Before we had Oliver, I was under the assumption that babies liked to eat. After all, isn’t their job to basically eat, sleep, and poop all day? Well, Oliver continues to prove my theory wrong. Well, partially wrong anyway. His sleeping patterns are now mostly routine, including sleeping through the night. His pooping is pretty regular, with the assistance of a little Miralax. However, his eating continues to be the troublesome issue. We continue to have those meal times where it is the most frustrating part of the day. Fortunately, Oliver’s pediatrician has been working with us to develop the feeding schedule and make our lives a little easier and hopefully make Oliver a little bigger.
Since the last time I wrote about his eating troubles, we were really struggling with him. I believe the video displayed some of the frustrations we deal with on a daily basis. However, after a few visits to various doctors, things seem to be improving. We have worked with his pediatrician to establish a rigid feeding schedule to hopefully teach Oliver to be hungry. Before the routine, we just focused on getting him to eat, due to his lack of growth, so we kept food in front of him around the clock as way to encourage him to eat. Now with the routine, he is only fed at certain times of the day to induce hunger and encourage him to eat the food in front of him. With this schedule, we have seen some improvements. We have seen a decrease in behaviors and he has started sleeping through the night. The sleeping through the night in itself was worth establishing the schedule!

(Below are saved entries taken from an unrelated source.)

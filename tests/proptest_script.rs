use mdcommand::command_script::CommandScriptPlayer;
use proptest::prelude::*;

fn script_json(ticks: &[u64]) -> String {
    let steps: Vec<serde_json::Value> = ticks
        .iter()
        .enumerate()
        .map(|(i, tick)| serde_json::json!({ "tick": tick, "command": format!("say {i}") }))
        .collect();
    serde_json::json!({ "steps": steps }).to_string()
}

proptest! {
    #[test]
    fn draining_in_any_tick_steps_yields_every_command_once(
        mut ticks in prop::collection::vec(0u64..50, 1..20),
        stride in 1u64..7,
    ) {
        ticks.sort_unstable();
        let mut script = CommandScriptPlayer::from_str(&script_json(&ticks)).unwrap();
        let mut seen = Vec::new();
        let mut now = 0;
        while !script.is_finished() {
            for step in script.drain_ready(now) {
                prop_assert!(step.tick <= now);
                seen.push(step.command);
            }
            now += stride;
        }
        let expected: Vec<String> = (0..ticks.len()).map(|i| format!("say {i}")).collect();
        prop_assert_eq!(seen, expected);
    }

    #[test]
    fn out_of_order_ticks_are_rejected(a in 1u64..100, back in 1u64..100) {
        let b = a.saturating_sub(back);
        prop_assume!(b < a);
        prop_assert!(CommandScriptPlayer::from_str(&script_json(&[a, b])).is_err());
    }
}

With the help of the schedule, he has also increased the amount of food he is taking in per day. Before the schedule, he was eating about 2-5 ounces of baby food in one sitting before becoming disinterested. Now, he will often eat 7-10 ounces per sitting before losing interest. With this said, we still have days where feeding is a challenge but the overall direction of things has been positive thus far.
So far the schedule seems to be working and we continue to document everything that goes in the boy and every thing that comes out of him. After seeing the Pediatric Gastroenterologist, and declaring Oliver as “constitutionally small” which is slightly different than a Failure to Thrive diagnosis. Although we feel better knowing that our kid is just a small kid, he continues to meet the medical criteria for a diagnosis of Failure to Thirve. Although he is small and healthy, the doctor did recommend we give him Pediasure with the concentrated calories to see if we could fatten him up a little bit.
The problem we have found with Pediasure is the expense. This stuff costs about 40-50 dollars a week and there is no guarantee Oliver will even eat all of it. Luckily, Oliver’s pediatrician is willing to work with us and write a prescription in such a way that will force our private insurance to pay for it. We are currently working on this, but I hope the insurance will step in as Pediasure is going to put a big dent in our budget. None-the-less, even if the insurance does not provide assistance, we will still get Oliver what he needs. Hopefully, he will eventually grow some and make his way back onto the growth chart.